Cagliari, 31 Gen 2024 – Il personale della Polizia di Stato, nel rispetto dei diritti delle persone indagate e della presunzione di innocenza, per quanto risulta allo stato, salvo ulteriori approfondimenti e in attesa del giudizio, ha identificato e sottoposto a fermo di Polizia Giudiziaria tre tunisini, richiedenti asilo e ospiti preso il C.A.S. di Monastir, per l’ipotesi di reato di tentato omicidio in concorso nei confronti di due algerini.
I tre giovani, tra i 25 e i 27 anni, sabato scorso, avevano organizzato una “spedizione punitiva” finalizzata a vendicare l’accoltellamento di uno di loro, ad opera di due algerini, verificatosi due giorni prima, nello stesso quartiere della Marina del capoluogo sardo.

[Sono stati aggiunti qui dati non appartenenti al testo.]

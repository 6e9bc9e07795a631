// ABOUTME: Application constants organized by domain
// ABOUTME: Food-database nutrient codes, unit conversion factors, and engine limits
//
// SPDX-License-Identifier: MIT OR Apache-2.0
// Copyright (c) 2025 MacroLens

//! Constants shared by the calculator, the scaler and the normalizer.

/// `FoodData` Central nutrient codes, in lookup priority order per field
///
/// A field resolves to the first code whose amount is strictly positive.
pub mod nutrient_ids {
    /// Energy (kcal), then Atwater general and specific factors
    pub const CALORIES: &[u32] = &[1008, 2047, 2048];
    /// Protein
    pub const PROTEIN: &[u32] = &[1003];
    /// Carbohydrate, by difference
    pub const CARBS: &[u32] = &[1005];
    /// Total lipid (fat)
    pub const FAT: &[u32] = &[1004];
    /// Fiber, total dietary
    pub const FIBER: &[u32] = &[1079];
    /// Total sugars, then sugars NLEA
    pub const SUGAR: &[u32] = &[2000, 1063];
    /// Sodium, Na
    pub const SODIUM: &[u32] = &[1093];
    /// Calcium, Ca
    pub const CALCIUM: &[u32] = &[1087];
    /// Iron, Fe
    pub const IRON: &[u32] = &[1089];
    /// Potassium, K
    pub const POTASSIUM: &[u32] = &[1092];
}

/// Mass and length conversion factors
pub mod units {
    /// Centimeters per foot
    pub const CM_PER_FOOT: f64 = 30.48;
    /// Centimeters per inch
    pub const CM_PER_INCH: f64 = 2.54;
    /// Kilograms per pound
    pub const KG_PER_LB: f64 = 0.453_592;
    /// Grams per ounce
    pub const GRAMS_PER_OZ: f64 = 28.3495;
    /// Grams per pound
    pub const GRAMS_PER_LB: f64 = 453.592;
    /// Grams per kilogram
    pub const GRAMS_PER_KG: f64 = 1000.0;
}

/// Energy density of macronutrients (kcal per gram)
pub mod energy {
    /// Protein kcal/g
    pub const KCAL_PER_G_PROTEIN: f64 = 4.0;
    /// Carbohydrate kcal/g
    pub const KCAL_PER_G_CARBS: f64 = 4.0;
    /// Fat kcal/g
    pub const KCAL_PER_G_FAT: f64 = 9.0;
}

/// Mineral map keys used by normalized and analyzed foods
pub mod mineral_keys {
    /// Calcium (mg)
    pub const CALCIUM: &str = "calcium";
    /// Iron (mg)
    pub const IRON: &str = "iron";
    /// Potassium (mg)
    pub const POTASSIUM: &str = "potassium";
}

/// Limits applied by the serving scaler and normalizer
pub mod limits {
    /// Reference quantity for normalized food records
    pub const REFERENCE_GRAMS: f64 = 100.0;
    /// Servings this close to the reference skip per-100 g conversion
    pub const REFERENCE_TOLERANCE_GRAMS: f64 = 0.5;
    /// Floor for a scaling base amount, avoids division blow-up
    pub const MIN_BASE_AMOUNT: f64 = 0.01;
    /// Decimal places kept by serving scaling
    pub const SCALE_DECIMALS: i32 = 2;
    /// Decimal places kept by source normalization
    pub const NORMALIZE_DECIMALS: i32 = 1;
}
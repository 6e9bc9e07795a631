// ABOUTME: Configuration module for the MacroLens engine
// ABOUTME: Nutrition engine constants with environment overrides and validation
//
// SPDX-License-Identifier: MIT OR Apache-2.0
// Copyright (c) 2025 MacroLens

/// Calculator, scaler and normalizer configuration
pub mod intelligence;

pub use intelligence::{ConfigError, NutritionConfig};
impl NutrientFields {
    fn from_coded(nutrients: &[FoodNutrient]) -> Self {
        let lookup = |codes: &[u32]| coded_value(nutrients, codes);
        Self {
            calories: lookup(nutrient_ids::CALORIES),
            protein: lookup(nutrient_ids::PROTEIN),
            carbs: lookup(nutrient_ids::CARBS),
            fat: lookup(nutrient_ids::FAT),
            fiber: lookup(nutrient_ids::FIBER),
            sugar: lookup(nutrient_ids::SUGAR),
            sodium: lookup(nutrient_ids::SODIUM),
            calcium: lookup(nutrient_ids::CALCIUM),
            iron: lookup(nutrient_ids::IRON),
            potassium: lookup(nutrient_ids::POTASSIUM),
        }
    }

    fn from_label(label: Option<&LabelNutrients>, serving: LabelServing<'_>, tolerance: f64) -> Self {
        let label = label.cloned().unwrap_or_default();
        let convert = |entry: Option<LabelValue>| {
            let value = entry
                .and_then(|e| e.value)
                .filter(|v| v.is_finite() && *v > 0.0)
                .unwrap_or(0.0);
            serving.to_per_100g(value, tolerance)
        };
        Self {
            calories: convert(label.calories),
            protein: convert(label.protein),
            carbs: convert(label.carbohydrates),
            fat: convert(label.fat),
            fiber: convert(label.fiber),
            sugar: convert(label.sugars),
            sodium: convert(label.sodium),
            calcium: convert(label.calcium),
            iron: convert(label.iron),
            potassium: convert(label.potassium),
        }
    }

    fn from_profile(profile: &NutrientProfile) -> Self {
        Self {
            calories: profile.calories,
            protein: profile.protein,
            carbs: profile.carbs,
            fat: profile.fat,
            fiber: profile.fiber_or_zero(),
            sugar: profile.sugar_or_zero(),
            sodium: profile.sodium_or_zero(),
            calcium: profile.mineral(mineral_keys::CALCIUM),
            iron: profile.mineral(mineral_keys::IRON),
            potassium: profile.mineral(mineral_keys::POTASSIUM),
        }
    }

    fn values(&self) -> [f64; 10] {
        [
            self.calories,
            self.protein,
            self.carbs,
            self.fat,
            self.fiber,
            self.sugar,
            self.sodium,
            self.calcium,
            self.iron,
            self.potassium,
        ]
    }

    fn any_positive(&self) -> bool {
        self.values().iter().any(|value| *value > 0.0)
    }

    fn coded(&self) -> Vec<(u32, f64)> {
        let codes = [
            nutrient_ids::CALORIES,
            nutrient_ids::PROTEIN,
            nutrient_ids::CARBS,
            nutrient_ids::FAT,
            nutrient_ids::FIBER,
            nutrient_ids::SUGAR,
            nutrient_ids::SODIUM,
            nutrient_ids::CALCIUM,
            nutrient_ids::IRON,
            nutrient_ids::POTASSIUM,
        ];
        codes
            .iter()
            .zip(self.values())
            .filter_map(|(field_codes, value)| field_codes.first().map(|code| (*code, value)))
            .collect()
    }

    fn label(&self) -> LabelNutrients {
        LabelNutrients {
            calories: LabelValue::of(self.calories),
            protein: LabelValue::of(self.protein),
            carbohydrates: LabelValue::of(self.carbs),
            fat: LabelValue::of(self.fat),
            fiber: LabelValue::of(self.fiber),
            sugars: LabelValue::of(self.sugar),
            sodium: LabelValue::of(self.sodium),
            calcium: LabelValue::of(self.calcium),
            iron: LabelValue::of(self.iron),
            potassium: LabelValue::of(self.potassium),
        }
    }

    fn into_profile(self, decimals: i32) -> NutrientProfile {
        let round = |value: f64| round_to(value, decimals);
        let minerals = MicronutrientMap::from([
            (mineral_keys::CALCIUM.to_owned(), round(self.calcium)),
            (mineral_keys::IRON.to_owned(), round(self.iron)),
            (mineral_keys::POTASSIUM.to_owned(), round(self.potassium)),
        ]);
        NutrientProfile {
            calories: round(self.calories),
            protein: round(self.protein),
            carbs: round(self.carbs),
            fat: round(self.fat),
            fiber: Some(round(self.fiber)),
            sugar: Some(round(self.sugar)),
            sodium: Some(round(self.sodium)),
            vitamins: None,
            minerals: Some(minerals),
        }
    }
}
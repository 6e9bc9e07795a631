// ABOUTME: Nutrition engine configuration with validation and environment overrides
// ABOUTME: Re-exports calculator and scaler configuration types
//
// SPDX-License-Identifier: MIT OR Apache-2.0
// Copyright (c) 2025 MacroLens

//! Engine Configuration Module
//!
//! - `nutrition` - BMR coefficients, activity multipliers, goal adjustments,
//!   macro splits and scaling precision
//! - `error` - validation errors

pub mod error;
pub mod nutrition;

pub use error::ConfigError;
pub use nutrition::{
    ActivityFactorsConfig, BmrConfig, GoalAdjustmentConfig, MacroSplit, MacroSplitConfig,
    NutritionConfig, ScalingConfig,
};
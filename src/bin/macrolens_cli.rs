// ABOUTME: MacroLens CLI - runs the nutrition engine over JSON documents
// ABOUTME: Computes targets, rescales nutrients, normalizes database records, summarizes logs
//
// SPDX-License-Identifier: MIT OR Apache-2.0
// Copyright (c) 2025 MacroLens
//!
//! Usage:
//! ```bash
//! # Daily targets for a profile
//! macrolens-cli targets --gender male --age 30 --height-cm 180 --weight-kg 80 \
//!     --activity moderate --goal lose_weight
//!
//! # Same profile in imperial units
//! macrolens-cli targets --gender male --age 30 --height-ft 5 --height-in 11 --weight-lb 176 \
//!     --goal lose_weight --diet keto
//!
//! # Rescale a nutrient profile from 150g to 200g
//! macrolens-cli scale --input rice.json --from 150g --to 200g
//!
//! # Normalize a food-database search response read from stdin
//! macrolens-cli normalize --input - < search.json
//!
//! # Summarize a JSON array of food logs
//! macrolens-cli summary --input logs.json --period week --protein-goal 120
//! ```
//!
//! All output is JSON on stdout; logs go to stderr.

use chrono::Utc;
use clap::{Args, Parser, Subcommand};
use macrolens::commands;
use macrolens::errors::AppResult;
use macrolens::intelligence::{convert_height_to_cm, convert_lbs_to_kg, ProgressPeriod};
use macrolens::logging::LoggingConfig;
use macrolens::models::{
    ActivityLevel, BodyProfile, DailyGoals, DietaryPreference, Gender, GoalProfile,
    HealthCondition, PrimaryGoal,
};
use serde_json::Value;
use std::path::{Path, PathBuf};
use tokio::fs;
use tokio::io::{self, AsyncReadExt, AsyncWriteExt};
use tracing::debug;

#[derive(Parser)]
#[command(
    name = "macrolens-cli",
    about = "MacroLens nutrition engine CLI",
    long_about = "Runs the MacroLens nutrition engine over JSON documents and prints JSON results."
)]
struct Cli {
    #[command(subcommand)]
    command: Command,

    /// Enable debug logging
    #[arg(long, short = 'v', global = true)]
    verbose: bool,
}

#[non_exhaustive]
#[derive(Subcommand)]
enum Command {
    /// Compute daily calorie and macro targets
    Targets(TargetArgs),

    /// Rescale a nutrient profile between two quantities
    Scale {
        /// JSON nutrient profile file, or "-" for stdin
        #[arg(long, default_value = "-")]
        input: PathBuf,

        /// Quantity the profile describes, e.g. "150g"
        #[arg(long)]
        from: String,

        /// Target quantity, e.g. "200g"
        #[arg(long)]
        to: String,
    },

    /// Normalize a food-database record or search response to per-100 g values
    Normalize {
        /// JSON file, or "-" for stdin
        #[arg(long, default_value = "-")]
        input: PathBuf,
    },

    /// Summarize a JSON array of food logs over a period
    Summary {
        /// JSON file, or "-" for stdin
        #[arg(long, default_value = "-")]
        input: PathBuf,

        /// today, week, last15, month or all
        #[arg(long, default_value = "week")]
        period: ProgressPeriod,

        /// Daily protein goal (g) the insights compare against
        #[arg(long)]
        protein_goal: Option<u32>,
    },
}

#[derive(Args)]
struct TargetArgs {
    /// male, female or other
    #[arg(long)]
    gender: Gender,

    /// Age in whole years
    #[arg(long)]
    age: u32,

    /// Height in centimetres
    #[arg(long, required_unless_present = "height_ft", conflicts_with = "height_ft")]
    height_cm: Option<f64>,

    /// Height in feet (with --height-in)
    #[arg(long)]
    height_ft: Option<f64>,

    /// Additional inches
    #[arg(long, default_value_t = 0.0, requires = "height_ft")]
    height_in: f64,

    /// Current weight in kilograms
    #[arg(long, required_unless_present = "weight_lb", conflicts_with = "weight_lb")]
    weight_kg: Option<f64>,

    /// Current weight in pounds
    #[arg(long)]
    weight_lb: Option<f64>,

    /// Target weight in kilograms
    #[arg(long)]
    target_weight_kg: Option<f64>,

    /// sedentary, light, moderate, active or veryActive
    #[arg(long, default_value = "moderate")]
    activity: ActivityLevel,

    /// Primary goal (repeatable)
    #[arg(long = "goal", required = true)]
    goals: Vec<PrimaryGoal>,

    /// Health condition (repeatable)
    #[arg(long = "condition")]
    conditions: Vec<HealthCondition>,

    /// Dietary preference (repeatable)
    #[arg(long = "diet")]
    diets: Vec<DietaryPreference>,
}

impl TargetArgs {
    fn height_cm(&self) -> f64 {
        self.height_ft.map_or_else(
            || self.height_cm.unwrap_or_default(),
            |feet| convert_height_to_cm(feet, self.height_in),
        )
    }

    fn weight_kg(&self) -> f64 {
        self.weight_lb
            .map_or_else(|| self.weight_kg.unwrap_or_default(), convert_lbs_to_kg)
    }

    fn profiles(&self) -> AppResult<(BodyProfile, GoalProfile)> {
        let body = BodyProfile::new(
            self.gender,
            self.age,
            self.height_cm(),
            self.weight_kg(),
            self.target_weight_kg,
        )?;
        let goals = GoalProfile::new(
            self.activity,
            self.goals.iter().copied(),
            self.conditions.iter().copied(),
            self.diets.iter().copied(),
        )?;
        Ok((body, goals))
    }
}

#[tokio::main]
async fn main() -> AppResult<()> {
    let cli = Cli::parse();

    let mut logging = LoggingConfig::from_env();
    if cli.verbose {
        logging.level = "debug".to_owned();
    }
    if let Err(e) = logging.init() {
        eprintln!("Logging already initialized: {e}");
    }

    let output: Value = match cli.command {
        Command::Targets(args) => {
            let (body, goals) = args.profiles()?;
            commands::targets(&body, &goals)?
        }
        Command::Scale { input, from, to } => {
            commands::scale(&read_input(&input).await?, &from, &to)?
        }
        Command::Normalize { input } => commands::normalize(&read_input(&input).await?)?,
        Command::Summary {
            input,
            period,
            protein_goal,
        } => {
            let mut goals = DailyGoals::default();
            if let Some(protein) = protein_goal {
                goals.protein = protein;
            }
            commands::summarize(&read_input(&input).await?, period, &goals, Utc::now())?
        }
    };
    let output = serde_json::to_string_pretty(&output)?;

    let mut stdout = io::stdout();
    stdout.write_all(output.as_bytes()).await?;
    stdout.write_all(b"\n").await?;
    stdout.flush().await?;
    Ok(())
}

/// Read a file, or stdin when the path is "-"
async fn read_input(path: &Path) -> AppResult<String> {
    let input = if path.as_os_str() == "-" {
        let mut buffer = String::new();
        io::stdin().read_to_string(&mut buffer).await?;
        buffer
    } else {
        fs::read_to_string(path).await?
    };
    debug!(path = %path.display(), bytes = input.len(), "Read input");
    Ok(input)
}
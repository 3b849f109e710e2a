//! Test doubles for the feed and the geocoder.

use std::sync::atomic::{AtomicUsize, Ordering};
use std::sync::Arc;
use std::time::Duration;

use async_trait::async_trait;

use iss_core::error::{IssError, Result};
use iss_core::traits::{EphemerisSource, EpochStore, Geocoder};
use iss_core::types::{Ephemeris, StateVector, Vector3};

use crate::service::QueryService;

/// The three vectors of the sample feed, in feed order.
pub(crate) fn fixture_vectors() -> Vec<StateVector> {
    vec![
        StateVector::new(
            "2024-047T12:00:00.000Z",
            Vector3::new(-4530.2, 2104.6, 4514.9),
            Vector3::new(-3.42, -6.55, -0.38),
        ),
        StateVector::new(
            "2024-047T12:04:00.000Z",
            Vector3::new(-5225.3, 527.1, 4206.7),
            Vector3::new(-2.39, -6.63, -2.14),
        ),
        StateVector::new(
            "2024-047T12:08:00.000Z",
            Vector3::new(-5575.5, -1064.8, 3512.0),
            Vector3::new(-0.89, -6.52, -3.62),
        ),
    ]
}

pub(crate) fn service_with(
    store: impl EpochStore + 'static,
    source: impl EphemerisSource + 'static,
    geocoder: StubGeocoder,
) -> QueryService {
    QueryService::new(Arc::new(store), Arc::new(source), Arc::new(geocoder))
}

/// Feed that serves fixed vectors, or fails like an unreachable host.
pub(crate) struct StubSource {
    vectors: Option<Vec<StateVector>>,
}

impl StubSource {
    pub(crate) fn serving(vectors: Vec<StateVector>) -> Self {
        Self {
            vectors: Some(vectors),
        }
    }

    pub(crate) fn failing() -> Self {
        Self { vectors: None }
    }
}

#[async_trait]
impl EphemerisSource for StubSource {
    async fn fetch(&self) -> Result<Ephemeris> {
        match &self.vectors {
            Some(vectors) => Ok(Ephemeris {
                vectors: vectors.clone(),
                ..Default::default()
            }),
            None => Err(IssError::FetchFailed("connection refused".into())),
        }
    }
}

/// Feed that counts downloads and takes `delay` to answer each one.
pub(crate) struct CountingSource {
    vectors: Vec<StateVector>,
    delay: Duration,
    fetches: Arc<AtomicUsize>,
}

impl CountingSource {
    pub(crate) fn new(vectors: Vec<StateVector>, delay: Duration) -> Self {
        Self {
            vectors,
            delay,
            fetches: Arc::new(AtomicUsize::new(0)),
        }
    }

    pub(crate) fn counter(&self) -> Arc<AtomicUsize> {
        self.fetches.clone()
    }
}

#[async_trait]
impl EphemerisSource for CountingSource {
    async fn fetch(&self) -> Result<Ephemeris> {
        self.fetches.fetch_add(1, Ordering::SeqCst);
        tokio::time::sleep(self.delay).await;
        Ok(Ephemeris {
            vectors: self.vectors.clone(),
            ..Default::default()
        })
    }
}

/// Store whose backend is unreachable.
pub(crate) struct DownStore;

impl DownStore {
    fn error() -> IssError {
        IssError::StoreUnavailable {
            attempts: 5,
            reason: "connection refused".into(),
        }
    }
}

#[async_trait]
impl EpochStore for DownStore {
    async fn put(&self, _epoch: &str, _vector: StateVector) -> Result<()> {
        Err(Self::error())
    }

    async fn get(&self, _epoch: &str) -> Result<StateVector> {
        Err(Self::error())
    }

    async fn list(&self) -> Result<Vec<String>> {
        Err(Self::error())
    }

    async fn clear(&self) -> Result<()> {
        Err(Self::error())
    }

    async fn len(&self) -> Result<usize> {
        Err(Self::error())
    }
}

pub(crate) enum StubGeocoder {
    Place(String),
    Miss,
    Failing,
}

impl StubGeocoder {
    pub(crate) fn place(name: &str) -> Self {
        Self::Place(name.into())
    }

    pub(crate) fn miss() -> Self {
        Self::Miss
    }

    pub(crate) fn failing() -> Self {
        Self::Failing
    }
}

#[async_trait]
impl Geocoder for StubGeocoder {
    async fn reverse(&self, latitude: f64, longitude: f64) -> Result<String> {
        match self {
            Self::Place(name) => Ok(name.clone()),
            Self::Miss => Err(IssError::GeocodeMiss {
                latitude,
                longitude,
            }),
            Self::Failing => Err(IssError::GeocodeFailed("HTTP 429".into())),
        }
    }
}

Nella circostanza i tre fermati, insieme ad altri connazionali al momento non identificati, dopo aver individuato a caso due algerini in giro nel quartiere, li avevano prima malmenati e poi colpiti con alcune coltellate. Una delle vittime, in particolare, aveva riportato ferite al volto e in più punti del torace, prodotte da coltelli.
Gli investigatori della Squadra Mobile hanno attivato le indagini al fine di ricostruire l’accaduto e risalire ai presunti autori del fatto. E in questo contesto avvalendosi anche dei sistemi di videosorveglianza presenti in zona, gli agenti hanno individuato tre soggetti quali presunti partecipanti alla “spedizione punitiva”, dimoranti presso il C.A.S. di Monastir.
Nel corso delle perquisizioni effettuate presso la struttura dove erano ospitati gli stranieri, nelle stanze in uso ai presunti autori dell’aggressione, sono stati rivenuti indumenti e coltelli verosimilmente utilizzati durante l’azione delittuosa e, nella disponibilità di due dei giovani indagati, nonché tre chilogrammi di Marijuana.
Al termine degli accertamenti, i tre fermati sono stati condotti presso la casa Circondariale di Uta a disposizione della competente A.G.